E um militar desconsolado vê seu quartel desativado
                        não há mais o que proteger              
E há ainda uma família que gosta de ié-ié-ié
E Daniel despede-se da Jari,
                        debaixo de palmas
                        de colonos e trabalhadores rurais.

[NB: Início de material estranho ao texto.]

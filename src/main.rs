use anyhow::Result;
use clap::{Arg, Command};
use std::path::PathBuf;
use tracing::{error, info, warn};

use video_relay::caption::CaptionResolver;
use video_relay::config::Config;
use video_relay::llm::ChatClient;
use video_relay::media::HttpMediaFetcher;
use video_relay::pipeline::{Pipeline, RunOutcome};
use video_relay::publish::HttpPublisher;
use video_relay::rewrite::CaptionRewriter;
use video_relay::source::HttpMessageSource;
use video_relay::state::StateStore;

#[tokio::main]
async fn main() -> Result<()> {
    // Initialize logging
    tracing_subscriber::fmt()
        .with_env_filter("video_relay=info,warn")
        .init();

    let matches = Command::new("Video Relay")
        .version("0.1.0")
        .about("Reposts channel videos to a microblog, one per run")
        .arg(
            Arg::new("config")
                .short('c')
                .long("config")
                .value_name("FILE")
                .help("Path to a TOML configuration file")
        )
        .arg(
            Arg::new("channel")
                .long("channel")
                .value_name("NAME")
                .help("Channel to scan (overrides config)")
        )
        .arg(
            Arg::new("state-dir")
                .long("state-dir")
                .value_name("DIR")
                .help("State directory (overrides config)")
        )
        .get_matches();

    let mut config = match matches.get_one::<String>("config") {
        Some(path) => {
            let content = std::fs::read_to_string(path)?;
            let mut config: Config = toml::from_str(&content)?;
            config.apply_env();
            config
        }
        None => Config::load().unwrap_or_else(|e| {
            warn!("Failed to load config, using defaults: {}", e);
            Config::default()
        }),
    };

    if let Some(channel) = matches.get_one::<String>("channel") {
        config.source.channel = channel.clone();
    }
    if let Some(dir) = matches.get_one::<String>("state-dir") {
        config.state.state_dir = PathBuf::from(dir);
    }

    config.validate()?;

    info!("🚀 Video relay starting...");
    info!("📡 Channel: {}", config.source.channel);
    info!("📁 State directory: {}", config.state.state_dir.display());

    // Core state must be usable; anything less aborts the run.
    let mut state = StateStore::open(config.state.state_dir.clone()).await?;

    let source = HttpMessageSource::new(&config.source)?;
    let resolver = CaptionResolver::new(
        Box::new(ChatClient::new(config.llm.clone())?),
        config.caption.sender_window_seconds,
    );
    let rewriter = if config.caption.enable_rewrite {
        Some(CaptionRewriter::new(Box::new(ChatClient::new(
            config.llm.clone(),
        )?)))
    } else {
        None
    };
    let fetcher = HttpMediaFetcher::new(&config.source, config.state.scratch_dir.clone())?;
    let publisher = HttpPublisher::new(&config.publish)?;

    let pipeline = Pipeline::new(
        config,
        Box::new(source),
        resolver,
        rewriter,
        Box::new(fetcher),
        Box::new(publisher),
    );

    let start_time = std::time::Instant::now();
    let result = pipeline.run_once(&mut state).await;
    pipeline.shutdown().await;
    let duration = start_time.elapsed();

    match result {
        Ok(RunOutcome::Published {
            fingerprint,
            post_id,
        }) => {
            info!(
                "🎉 Run finished in {:.2}s: published post {} ({})",
                duration.as_secs_f64(),
                post_id,
                fingerprint
            );
        }
        Ok(RunOutcome::Failed {
            fingerprint,
            reason,
        }) => {
            info!(
                "🏁 Run finished in {:.2}s: {} recorded as failed ({})",
                duration.as_secs_f64(),
                fingerprint,
                reason
            );
        }
        Ok(RunOutcome::Idle) => {
            info!(
                "🏁 Run finished in {:.2}s: nothing to do",
                duration.as_secs_f64()
            );
        }
        Err(e) => {
            error!("💥 Run aborted: {:#}", e);
            return Err(e);
        }
    }

    Ok(())
}
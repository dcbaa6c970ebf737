use super::{ChatCompletion, ChatMessage, LlmConfig};
use anyhow::{anyhow, Result};
use async_trait::async_trait;
use serde::{Deserialize, Serialize};
use std::time::Duration;
use tracing::debug;

/// HTTP client for an OpenAI-compatible chat-completions endpoint.
pub struct ChatClient {
    config: LlmConfig,
    client: reqwest::Client,
}

#[derive(Debug, Serialize)]
struct ChatRequest<'a> {
    model: &'a str,
    messages: &'a [ChatMessage],
    max_tokens: u32,
    temperature: f32,
}

#[derive(Debug, Deserialize)]
struct ChatResponse {
    choices: Vec<ChatChoice>,
}

#[derive(Debug, Deserialize)]
struct ChatChoice {
    message: ChatMessage,
}

impl ChatClient {
    pub fn new(config: LlmConfig) -> Result<Self> {
        let client = reqwest::Client::builder()
            .timeout(Duration::from_secs(config.timeout_seconds))
            .build()?;

        Ok(Self { config, client })
    }
}

#[async_trait]
impl ChatCompletion for ChatClient {
    async fn complete(&self, messages: Vec<ChatMessage>) -> Result<String> {
        let request = ChatRequest {
            model: &self.config.model,
            messages: &messages,
            max_tokens: self.config.max_tokens,
            temperature: self.config.temperature,
        };

        debug!("Sending chat request to {}", self.config.endpoint);

        let mut builder = self.client.post(&self.config.endpoint).json(&request);
        if let Some(api_key) = &self.config.api_key {
            builder = builder.header("Authorization", format!("Bearer {}", api_key));
        }

        let response = builder.send().await?;

        if !response.status().is_success() {
            let status = response.status();
            let text = response.text().await.unwrap_or_default();
            return Err(anyhow!("chat endpoint error {}: {}", status, text));
        }

        let parsed: ChatResponse = response.json().await?;
        let content = parsed
            .choices
            .first()
            .map(|choice| choice.message.content.trim().to_string())
            .ok_or_else(|| anyhow!("chat endpoint returned no choices"))?;

        Ok(content)
    }
}
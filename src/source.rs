use anyhow::{anyhow, Result};
use async_trait::async_trait;
use chrono::{DateTime, Utc};
use serde::Deserialize;
use std::time::Duration;
use tracing::debug;

use crate::config::SourceConfig;

/// A resolved channel handle on the message source.
#[derive(Debug, Clone, Deserialize)]
pub struct Entity {
    pub id: i64,
    pub name: String,
    pub title: Option<String>,
}

/// A video-bearing message read from the channel stream.
///
/// Immutable once read; the fingerprint is derived from the five
/// identifying fields, `text` and `sender_id` ride along for caption
/// resolution.
#[derive(Debug, Clone)]
pub struct VideoCandidate {
    pub peer_id: Option<i64>,
    pub message_id: i64,
    pub sender_id: Option<i64>,
    pub timestamp: DateTime<Utc>,
    pub video_byte_size: Option<u64>,
    pub video_duration_seconds: Option<f64>,
    pub text: Option<String>,
}

/// A plain message fetched for context around a candidate.
#[derive(Debug, Clone)]
pub struct SourceMessage {
    pub message_id: i64,
    pub sender_id: Option<i64>,
    pub timestamp: DateTime<Utc>,
    pub text: Option<String>,
}

/// Read access to the ordered, append-only message stream.
///
/// Implementations must support oldest-first iteration and server-side
/// video filtering.
#[async_trait]
pub trait MessageSource: Send + Sync {
    /// Resolve a channel name into a usable handle.
    async fn get_entity(&self, name: &str) -> Result<Entity>;

    /// One oldest-first page of video-bearing messages, starting `offset`
    /// items into the filtered stream. May return fewer than `limit`
    /// entries when the stream ends.
    async fn video_messages(
        &self,
        entity: &Entity,
        offset: u64,
        limit: usize,
    ) -> Result<Vec<VideoCandidate>>;

    /// Fetch specific messages by id. Ids that do not exist are simply
    /// absent from the result.
    async fn messages_by_ids(&self, entity: &Entity, ids: &[i64]) -> Result<Vec<SourceMessage>>;

    /// Close the session with the source. Best-effort.
    async fn disconnect(&self) -> Result<()>;
}

/// Message source backed by an HTTP gateway in front of the chat service.
pub struct HttpMessageSource {
    base_url: String,
    client: reqwest::Client,
}

#[derive(Debug, Deserialize)]
struct WireMessage {
    id: i64,
    peer_id: Option<i64>,
    sender_id: Option<i64>,
    date: DateTime<Utc>,
    text: Option<String>,
    video: Option<WireVideo>,
}

#[derive(Debug, Deserialize)]
struct WireVideo {
    size: Option<u64>,
    duration: Option<f64>,
}

impl WireMessage {
    fn into_candidate(self) -> Option<VideoCandidate> {
        let video = self.video?;
        Some(VideoCandidate {
            peer_id: self.peer_id,
            message_id: self.id,
            sender_id: self.sender_id,
            timestamp: self.date,
            video_byte_size: video.size,
            video_duration_seconds: video.duration,
            text: self.text,
        })
    }

    fn into_source_message(self) -> SourceMessage {
        SourceMessage {
            message_id: self.id,
            sender_id: self.sender_id,
            timestamp: self.date,
            text: self.text,
        }
    }
}

impl HttpMessageSource {
    pub fn new(config: &SourceConfig) -> Result<Self> {
        let client = reqwest::Client::builder()
            .timeout(Duration::from_secs(config.request_timeout_seconds))
            .build()?;

        Ok(Self {
            base_url: config.base_url.trim_end_matches('/').to_string(),
            client,
        })
    }

    async fn get_json<T: serde::de::DeserializeOwned>(&self, url: &str) -> Result<T> {
        let response = self.client.get(url).send().await?;

        if !response.status().is_success() {
            let status = response.status();
            let text = response.text().await.unwrap_or_default();
            return Err(anyhow!("gateway error {}: {}", status, text));
        }

        Ok(response.json().await?)
    }
}

#[async_trait]
impl MessageSource for HttpMessageSource {
    async fn get_entity(&self, name: &str) -> Result<Entity> {
        let url = format!("{}/entities/{}", self.base_url, name);
        debug!("Resolving entity {}", name);
        self.get_json(&url).await
    }

    async fn video_messages(
        &self,
        entity: &Entity,
        offset: u64,
        limit: usize,
    ) -> Result<Vec<VideoCandidate>> {
        let url = format!(
            "{}/messages?entity={}&video_only=true&reverse=true&offset={}&limit={}",
            self.base_url, entity.id, offset, limit
        );
        debug!("Fetching video page at offset {} (limit {})", offset, limit);

        let messages: Vec<WireMessage> = self.get_json(&url).await?;
        Ok(messages
            .into_iter()
            .filter_map(WireMessage::into_candidate)
            .collect())
    }

    async fn messages_by_ids(&self, entity: &Entity, ids: &[i64]) -> Result<Vec<SourceMessage>> {
        let id_list = ids
            .iter()
            .map(|id| id.to_string())
            .collect::<Vec<_>>()
            .join(",");
        let url = format!(
            "{}/messages/lookup?entity={}&ids={}",
            self.base_url, entity.id, id_list
        );

        let messages: Vec<WireMessage> = self.get_json(&url).await?;
        Ok(messages
            .into_iter()
            .map(WireMessage::into_source_message)
            .collect())
    }

    async fn disconnect(&self) -> Result<()> {
        let url = format!("{}/disconnect", self.base_url);
        let response = self.client.post(&url).send().await?;

        if !response.status().is_success() {
            return Err(anyhow!("gateway disconnect failed: {}", response.status()));
        }

        Ok(())
    }
}
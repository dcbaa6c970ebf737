use chrono::{DateTime, Utc};
use tracing::{debug, warn};

use crate::source::{Entity, MessageSource, VideoCandidate};

/// Where a context message sits relative to the candidate.
#[derive(Debug, Clone, Copy, PartialEq, Eq)]
pub enum WindowPosition {
    Before,
    After,
}

/// One neighboring message, annotated for caption resolution.
#[derive(Debug, Clone)]
pub struct ContextMessage {
    pub message_id: i64,
    pub text: String,
    pub sender_id: Option<i64>,
    pub timestamp: DateTime<Utc>,
    pub position: WindowPosition,
    /// Absolute distance in seconds from the candidate's timestamp.
    pub delta_seconds: i64,
}

/// Gathers a bounded neighborhood of messages around a candidate video.
pub struct ContextWindowBuilder {
    radius: u32,
}

impl ContextWindowBuilder {
    pub fn new(radius: u32) -> Self {
        Self { radius }
    }

    /// Fetch up to `2 * radius` neighbors centered on the candidate's
    /// message id, excluding the candidate itself and empty-text messages,
    /// ordered by message id ascending.
    ///
    /// A fetch failure is non-fatal and yields an empty window.
    pub async fn build_window(
        &self,
        source: &dyn MessageSource,
        entity: &Entity,
        candidate: &VideoCandidate,
    ) -> Vec<ContextMessage> {
        let radius = i64::from(self.radius);
        let ids: Vec<i64> = (candidate.message_id - radius..=candidate.message_id + radius)
            .filter(|id| *id != candidate.message_id && *id > 0)
            .collect();

        if ids.is_empty() {
            return Vec::new();
        }

        let fetched = match source.messages_by_ids(entity, &ids).await {
            Ok(messages) => messages,
            Err(e) => {
                warn!(
                    "Context fetch failed around message {}: {}",
                    candidate.message_id, e
                );
                return Vec::new();
            }
        };

        let mut window: Vec<ContextMessage> = fetched
            .into_iter()
            .filter_map(|message| {
                if message.message_id == candidate.message_id {
                    return None;
                }
                let text = message.text.as_deref().unwrap_or("").trim().to_string();
                if text.is_empty() {
                    return None;
                }

                let position = if message.message_id < candidate.message_id {
                    WindowPosition::Before
                } else {
                    WindowPosition::After
                };

                Some(ContextMessage {
                    message_id: message.message_id,
                    text,
                    sender_id: message.sender_id,
                    timestamp: message.timestamp,
                    position,
                    delta_seconds: (message.timestamp - candidate.timestamp)
                        .num_seconds()
                        .abs(),
                })
            })
            .collect();

        window.sort_by_key(|m| m.message_id);

        debug!(
            "Context window for message {}: {} of {} neighbors usable",
            candidate.message_id,
            window.len(),
            ids.len()
        );
        window
    }
}
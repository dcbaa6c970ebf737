use anyhow::{anyhow, Result};
use serde::{Deserialize, Serialize};
use std::path::PathBuf;

use crate::llm::LlmConfig;

/// Configuration for the video relay pipeline.
#[derive(Debug, Clone, Serialize, Deserialize, Default)]
pub struct Config {
    /// Message source gateway settings
    pub source: SourceConfig,

    /// Stream scanning settings
    pub scan: ScanConfig,

    /// Caption resolution settings
    pub caption: CaptionConfig,

    /// Chat-completion backend for ranking and rewriting
    pub llm: LlmConfig,

    /// Publish endpoint settings
    pub publish: PublishConfig,

    /// State persistence settings
    pub state: StateConfig,
}

#[derive(Debug, Clone, Serialize, Deserialize)]
pub struct SourceConfig {
    /// Base URL of the message source gateway
    pub base_url: String,

    /// Channel to scan for videos
    pub channel: String,

    /// HTTP request timeout in seconds
    pub request_timeout_seconds: u64,
}

impl Default for SourceConfig {
    fn default() -> Self {
        Self {
            base_url: "http://localhost:8081".to_string(),
            channel: String::new(),
            request_timeout_seconds: 30,
        }
    }
}

#[derive(Debug, Clone, Serialize, Deserialize)]
pub struct ScanConfig {
    /// Page size for each scan of the video stream
    pub batch_size: usize,

    /// Neighbors fetched on each side of a candidate for caption context
    pub context_radius: u32,
}

impl Default for ScanConfig {
    fn default() -> Self {
        Self {
            batch_size: 50,
            context_radius: 2,
        }
    }
}

#[derive(Debug, Clone, Serialize, Deserialize)]
pub struct CaptionConfig {
    /// Max age difference for the same-sender fallback (seconds)
    pub sender_window_seconds: i64,

    /// Caption used when resolution comes back empty
    pub default_caption: String,

    /// Platform character limit for the final caption
    pub max_length: usize,

    /// Rewrite the resolved caption with the LLM before posting
    pub enable_rewrite: bool,
}

impl Default for CaptionConfig {
    fn default() -> Self {
        Self {
            sender_window_seconds: 300,
            default_caption: "New video".to_string(),
            max_length: 280,
            enable_rewrite: false,
        }
    }
}

#[derive(Debug, Clone, Serialize, Deserialize)]
pub struct PublishConfig {
    /// Media upload endpoint
    pub endpoint: String,

    /// API key for the publish service
    pub api_key: Option<String>,

    /// HTTP request timeout in seconds
    pub timeout_seconds: u64,
}

impl Default for PublishConfig {
    fn default() -> Self {
        Self {
            endpoint: "http://localhost:8082/posts".to_string(),
            api_key: None,
            timeout_seconds: 120,
        }
    }
}

#[derive(Debug, Clone, Serialize, Deserialize)]
pub struct StateConfig {
    /// Directory holding cursor and dedup state files
    pub state_dir: PathBuf,

    /// Scratch directory for downloaded media
    pub scratch_dir: PathBuf,
}

impl Default for StateConfig {
    fn default() -> Self {
        Self {
            state_dir: PathBuf::from(".video_relay_state"),
            scratch_dir: std::env::temp_dir(),
        }
    }
}

impl Config {
    /// Load configuration from file
    pub fn load() -> Result<Self> {
        let config_paths = [
            "video-relay.toml",
            "config/video-relay.toml",
            "~/.config/video-relay/config.toml",
            "/etc/video-relay/config.toml",
        ];

        for path in &config_paths {
            if let Ok(config_str) = std::fs::read_to_string(path) {
                match toml::from_str::<Config>(&config_str) {
                    Ok(mut config) => {
                        tracing::info!("📄 Loaded configuration from: {}", path);
                        config.apply_env();
                        return Ok(config);
                    }
                    Err(e) => {
                        tracing::warn!("Failed to parse config file {}: {}", path, e);
                    }
                }
            }
        }

        let mut config = Self::default();
        config.apply_env();
        Ok(config)
    }

    /// Override settings from environment variables
    pub fn apply_env(&mut self) {
        if let Ok(base_url) = std::env::var("VIDEO_RELAY_GATEWAY_URL") {
            self.source.base_url = base_url;
        }

        if let Ok(channel) = std::env::var("VIDEO_RELAY_CHANNEL") {
            self.source.channel = channel;
        }

        if let Ok(state_dir) = std::env::var("VIDEO_RELAY_STATE_DIR") {
            self.state.state_dir = PathBuf::from(state_dir);
        }

        if let Ok(batch_size) = std::env::var("VIDEO_RELAY_BATCH_SIZE") {
            if let Ok(parsed) = batch_size.parse() {
                self.scan.batch_size = parsed;
            }
        }

        if let Ok(api_key) = std::env::var("VIDEO_RELAY_LLM_API_KEY") {
            self.llm.api_key = Some(api_key);
        }

        if let Ok(endpoint) = std::env::var("VIDEO_RELAY_PUBLISH_ENDPOINT") {
            self.publish.endpoint = endpoint;
        }

        if let Ok(api_key) = std::env::var("VIDEO_RELAY_PUBLISH_API_KEY") {
            self.publish.api_key = Some(api_key);
        }
    }

    /// Save configuration to file
    pub fn save(&self, path: &str) -> Result<()> {
        let config_str = toml::to_string_pretty(self)?;
        std::fs::write(path, config_str)?;
        tracing::info!("💾 Configuration saved to: {}", path);
        Ok(())
    }

    /// Validate configuration
    pub fn validate(&self) -> Result<()> {
        if self.source.channel.trim().is_empty() {
            return Err(anyhow!("source.channel must be set"));
        }

        if self.scan.batch_size == 0 {
            return Err(anyhow!("scan.batch_size must be greater than 0"));
        }

        if self.scan.context_radius == 0 {
            return Err(anyhow!("scan.context_radius must be greater than 0"));
        }

        if self.caption.max_length <= 3 {
            return Err(anyhow!("caption.max_length is too small for an ellipsis"));
        }

        if self.caption.sender_window_seconds <= 0 {
            return Err(anyhow!("caption.sender_window_seconds must be positive"));
        }

        Ok(())
    }
}

#[cfg(test)]
mod tests {
    use super::*;

    #[test]
    fn test_default_config() {
        let config = Config::default();
        assert_eq!(config.scan.batch_size, 50);
        assert_eq!(config.scan.context_radius, 2);
        assert_eq!(config.caption.sender_window_seconds, 300);
        assert_eq!(config.caption.max_length, 280);
    }

    #[test]
    fn test_default_config_needs_channel() {
        let config = Config::default();
        assert!(config.validate().is_err());

        let mut config = Config::default();
        config.source.channel = "my_channel".to_string();
        assert!(config.validate().is_ok());
    }

    #[test]
    fn test_validation_rejects_zero_batch() {
        let mut config = Config::default();
        config.source.channel = "my_channel".to_string();
        config.scan.batch_size = 0;
        assert!(config.validate().is_err());
    }

    #[test]
    fn test_toml_round_trip() {
        let mut config = Config::default();
        config.source.channel = "my_channel".to_string();
        config.caption.enable_rewrite = true;

        let serialized = toml::to_string_pretty(&config).unwrap();
        let parsed: Config = toml::from_str(&serialized).unwrap();

        assert_eq!(parsed.source.channel, "my_channel");
        assert!(parsed.caption.enable_rewrite);
        assert_eq!(parsed.scan.batch_size, config.scan.batch_size);
    }
}
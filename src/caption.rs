use anyhow::{anyhow, Result};
use tracing::{debug, warn};

use crate::context::{ContextMessage, WindowPosition};
use crate::llm::{ChatCompletion, ChatMessage};
use crate::source::VideoCandidate;

const NONE_SENTINEL: &str = "none";

const RANKING_INSTRUCTIONS: &str = "You match a just-posted video to the chat message most likely \
to be its caption. The user lists candidate messages with their position relative to the video \
and their distance in seconds. Reply with the verbatim text of exactly one candidate message, \
or NONE if none of them describes the video. No commentary, no quotes.";

/// Selects the best caption for a candidate from its context window.
///
/// Ordered strategy chain, first hit wins: the candidate's own text, an
/// AI-ranked window entry, a same-sender-nearby heuristic, then the empty
/// string. The resolver never invents content; substituting a default
/// display caption for an empty result is the caller's job.
pub struct CaptionResolver {
    ranker: Box<dyn ChatCompletion>,
    sender_window_seconds: i64,
}

enum RankSelection {
    /// The ranker affirmatively judged no window entry relevant.
    Declined,
    Text(String),
}

impl CaptionResolver {
    pub fn new(ranker: Box<dyn ChatCompletion>, sender_window_seconds: i64) -> Self {
        Self {
            ranker,
            sender_window_seconds,
        }
    }

    pub async fn resolve(&self, candidate: &VideoCandidate, window: &[ContextMessage]) -> String {
        // Own text wins outright; the window is not consulted.
        if let Some(text) = candidate.text.as_deref() {
            let text = text.trim();
            if !text.is_empty() {
                debug!("Candidate message {} carries its own caption", candidate.message_id);
                return text.to_string();
            }
        }

        if window.is_empty() {
            return String::new();
        }

        match self.rank(candidate, window).await {
            Ok(RankSelection::Text(text)) => return text,
            Ok(RankSelection::Declined) => {
                debug!("Ranker declined: no window entry describes the video");
                return String::new();
            }
            Err(e) => warn!("Caption ranking failed: {} (using heuristic fallback)", e),
        }

        if let Some(entry) = self.same_sender_nearby(candidate, window) {
            debug!("Heuristic fallback selected message {}", entry.message_id);
            return entry.text.clone();
        }

        String::new()
    }

    async fn rank(
        &self,
        candidate: &VideoCandidate,
        window: &[ContextMessage],
    ) -> Result<RankSelection> {
        let reply = self
            .ranker
            .complete(vec![
                ChatMessage::system(RANKING_INSTRUCTIONS),
                ChatMessage::user(ranking_prompt(candidate, window)),
            ])
            .await?;

        let reply = strip_symmetric_quotes(reply.trim());

        if reply.eq_ignore_ascii_case(NONE_SENTINEL) {
            return Ok(RankSelection::Declined);
        }

        match match_window_entry(reply, window) {
            Some(entry) => Ok(RankSelection::Text(entry.text.clone())),
            None => Err(anyhow!("ranker reply matches no window entry: {:?}", reply)),
        }
    }

    fn same_sender_nearby<'a>(
        &self,
        candidate: &VideoCandidate,
        window: &'a [ContextMessage],
    ) -> Option<&'a ContextMessage> {
        let sender = candidate.sender_id?;
        window.iter().find(|entry| {
            entry.sender_id == Some(sender) && entry.delta_seconds < self.sender_window_seconds
        })
    }
}

fn ranking_prompt(candidate: &VideoCandidate, window: &[ContextMessage]) -> String {
    let mut prompt = format!(
        "Video posted at {}.\nCandidate messages:\n",
        candidate.timestamp.to_rfc3339()
    );
    for entry in window {
        let position = match entry.position {
            WindowPosition::Before => "before",
            WindowPosition::After => "after",
        };
        prompt.push_str(&format!(
            "- [{} the video, {}s away] {}\n",
            position, entry.delta_seconds, entry.text
        ));
    }
    prompt.push_str("\nReply with the exact text of the single most relevant message, or NONE.");
    prompt
}

/// Strip one pair of matching quote characters wrapping the whole reply.
fn strip_symmetric_quotes(reply: &str) -> &str {
    const PAIRS: [(char, char); 4] = [('"', '"'), ('\'', '\''), ('\u{201c}', '\u{201d}'), ('«', '»')];

    let (first, last) = match (reply.chars().next(), reply.chars().next_back()) {
        (Some(first), Some(last)) => (first, last),
        _ => return reply,
    };

    if reply.chars().count() < 2 {
        return reply;
    }

    for (open, close) in PAIRS {
        if first == open && last == close {
            return reply[first.len_utf8()..reply.len() - last.len_utf8()].trim();
        }
    }
    reply
}

/// Accept the reply only if it matches a window entry exactly or by
/// substring containment in either direction.
fn match_window_entry<'a>(reply: &str, window: &'a [ContextMessage]) -> Option<&'a ContextMessage> {
    if reply.is_empty() {
        return None;
    }
    window
        .iter()
        .find(|entry| entry.text.contains(reply) || reply.contains(&entry.text))
}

A General Motors, a General Eletric, a Esso, a Shell, a Texaco, a IBM, a ITT, a Hanna,
A US Steel, as cinco irmãs do alimento, todas, todas, todas não querem lucros mais.
(E pedem desculpas ao Terceiro Mundo).
E o Chase Manhattan se propõe a financiar a reconstrução universal.
E gregos e troianos, medos e persas, romanos e cartagineses, americanos e vietnamitas, russos e afegãs, americanos e coreanos, americanos e japoneses, alemães e franceses, argentinos e ingleses, brasileiros e argentinos, russos e chineses, brancos, pretos, vermelhos, amarelos, todos, todos, todos se abraçam, se beija, e se amam.
O mar pega fogo.                                                         O espaço explode.
O universo se extingue.
E, antes do plim, plim final,
ainda se consegue ouvir
de um locutor da Globo a derradeira lição de moral!